Methods: Participants of the Systolic Blood Pressure Intervention Trial (SPRINT) with hypertension and available data on subclinical CVD markers at baseline and follow-up (1- or 2-year visit) were included. The key subclinical markers of CVD analyzed included chronic myocardial injury (assessed by high-sensitivity cardiac troponin I [hs-cTnI]), neurohormonal stress (assessed by N-terminal pro-B-type natriuretic peptide [NT-proBNP]), left ventricular (LV) mass (assessed by electrocardiogram Cornell voltage [CV]), and arterial stiffness (assessed by estimated pulse wave velocity [ePWV]). A counterfactual framework was used to assess the effects of the exposure and mediator on key outcomes, including 1) HF / all-cause death; 2) atherosclerotic CVD (ASCVD), including nonfatal myocardial infarction, nonfatal stroke, or CV death.
Results: The present study included 8,872 participants (35% women, 31% Black). Over the 3.3-year median follow-up, there were 333 (3.8%) HF / all-cause death events and 200 (2.3%) ASCVD events. Reductions in neurohormonal stress and LV mass mediated up to 15% of the reduction in risk of HF / all-cause death with intensive BP control (Table). In contrast, treatment-related changes in chronic myocardial injury and arterial stiffness did not mediate the benefits of intensive BP reduction on HF / all-cause death risk. Furthermore, changes in any subclinical CVD markers did not mediate the effect of intensive BP control on ASCVD risk (Table).
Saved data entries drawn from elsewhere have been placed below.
//! API module for the dealership backend
//!
//! This module contains all HTTP handlers, middleware, and routing.

pub mod handlers;
pub mod middleware;
pub mod pagination;
pub mod response;

use std::sync::Arc;
use std::time::Duration;

use axum::{
    routing::{delete, get, post, put},
    Router,
};
use tower::ServiceBuilder;
use tower_http::{
    compression::CompressionLayer,
    cors::{Any, CorsLayer},
    request_id::{MakeRequestUuid, PropagateRequestIdLayer, SetRequestIdLayer},
    timeout::TimeoutLayer,
    trace::TraceLayer,
};

use crate::auth::{Action, AuthProvider, CurrentUser, Resource};
use crate::config::Settings;
use crate::error::AppError;
use crate::service::DealershipService;

/// Application state shared across handlers
#[derive(Clone)]
pub struct AppState {
    pub service: Arc<dyn DealershipService>,
    pub auth: Arc<dyn AuthProvider>,
    pub settings: Settings,
}

impl AppState {
    pub fn new(
        service: Arc<dyn DealershipService>,
        auth: Arc<dyn AuthProvider>,
        settings: Settings,
    ) -> Self {
        Self {
            service,
            auth,
            settings,
        }
    }

    /// Check the caller's role against the permission matrix.
    pub fn authorize(
        &self,
        user: &CurrentUser,
        resource: Resource,
        action: Action,
    ) -> Result<(), AppError> {
        if self.auth.has_permission(user.role, resource, action) {
            Ok(())
        } else {
            tracing::warn!(
                user_id = %user.id,
                role = %user.role,
                ?resource,
                ?action,
                "Permission denied"
            );
            Err(AppError::Forbidden(
                "Insufficient permissions for this operation".to_string(),
            ))
        }
    }
}

/// Build the main application router
///
/// CORS is configurable based on environment:
/// - Development: Allow any origin (for local testing)
/// - Production: Restrict to mirrored origins with an explicit header/method list
pub fn router(state: AppState) -> Router {
    use crate::config::Environment;

    let cors = if state.settings.server.environment == Environment::Production {
        tracing::info!("Production mode: Using restrictive CORS policy");
        CorsLayer::new()
            .allow_methods([
                axum::http::Method::GET,
                axum::http::Method::POST,
                axum::http::Method::PUT,
                axum::http::Method::DELETE,
                axum::http::Method::OPTIONS,
            ])
            .allow_headers([
                axum::http::header::AUTHORIZATION,
                axum::http::header::CONTENT_TYPE,
                axum::http::header::HeaderName::from_static("x-request-id"),
            ])
            .allow_origin(tower_http::cors::AllowOrigin::mirror_request())
    } else {
        tracing::info!("Development mode: Using permissive CORS policy");
        CorsLayer::new()
            .allow_origin(Any)
            .allow_methods(Any)
            .allow_headers(Any)
    };

    #[allow(deprecated)] // TimeoutLayer::new is deprecated but with_status_code is not yet stable
    let timeout_layer = TimeoutLayer::new(Duration::from_secs(30));

    let middleware = ServiceBuilder::new()
        .layer(SetRequestIdLayer::x_request_id(MakeRequestUuid))
        .layer(PropagateRequestIdLayer::x_request_id())
        .layer(TraceLayer::new_for_http())
        .layer(CompressionLayer::new())
        .layer(timeout_layer)
        .layer(cors);

    Router::new()
        // Health endpoints (public - no auth required)
        .route("/health", get(handlers::health::health_check))
        .route("/health/live", get(handlers::health::liveness))
        .nest("/api/v1", api_v1_router(state.clone()))
        .layer(middleware)
        .with_state(state)
}

/// API v1 routes - split into public storefront and protected back office
fn api_v1_router(state: AppState) -> Router<AppState> {
    // Public routes: the storefront browses vehicles without credentials.
    // Handlers restrict anonymous callers to public inventory.
    let public_routes = Router::new()
        .route("/vehicles", get(handlers::vehicles::list))
        .route("/vehicles/{id}", get(handlers::vehicles::get));

    // Protected routes (require bearer token authentication)
    // Auth middleware is applied via route_layer which runs AFTER state extraction
    let protected_routes = Router::new()
        // Vehicles
        .route("/vehicles", post(handlers::vehicles::create))
        .route("/vehicles/{id}", put(handlers::vehicles::update))
        .route("/vehicles/{id}", delete(handlers::vehicles::delete))
        // Invoices
        .route("/invoices", get(handlers::invoices::list))
        .route("/invoices", post(handlers::invoices::create))
        .route("/invoices/{id}", get(handlers::invoices::get))
        .route("/invoices/{id}", put(handlers::invoices::update))
        .route("/invoices/{id}", delete(handlers::invoices::delete))
        // Customers
        .route("/customers", get(handlers::customers::list))
        .route("/customers", post(handlers::customers::create))
        .route("/customers/{id}", get(handlers::customers::get))
        .route("/customers/{id}", put(handlers::customers::update))
        .route("/customers/{id}", delete(handlers::customers::delete))
        .route_layer(axum::middleware::from_fn_with_state(
            state,
            middleware::auth::require_user,
        ));

    public_routes.merge(protected_routes)
}
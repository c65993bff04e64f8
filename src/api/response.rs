//! Success response envelope
//!
//! Every successful response is `{success: true, data, pagination?}`,
//! mirroring the `{success: false, error, details?}` error envelope.

use serde::Serialize;

use super::pagination::Pagination;

#[derive(Debug, Serialize)]
pub struct ApiData<T> {
    pub success: bool,
    pub data: T,
    #[serde(skip_serializing_if = "Option::is_none")]
    pub pagination: Option<Pagination>,
}

impl<T> ApiData<T> {
    pub fn new(data: T) -> Self {
        Self {
            success: true,
            data,
            pagination: None,
        }
    }

    pub fn paginated(data: T, pagination: Pagination) -> Self {
        Self {
            success: true,
            data,
            pagination: Some(pagination),
        }
    }
}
Conclusions: In this post-hoc analysis of SPRINT, improvements in neurohormonal stress and LV mass, as identified by surrogate markers of hs-cTnI and CV, were important mediators of the beneficial effects of intensive BP control in reducing the risk of HF / all-cause death. Mediators of the effect of intensive vs. standard BP control for reducing HF / all-cause death differ from those for ASCVD.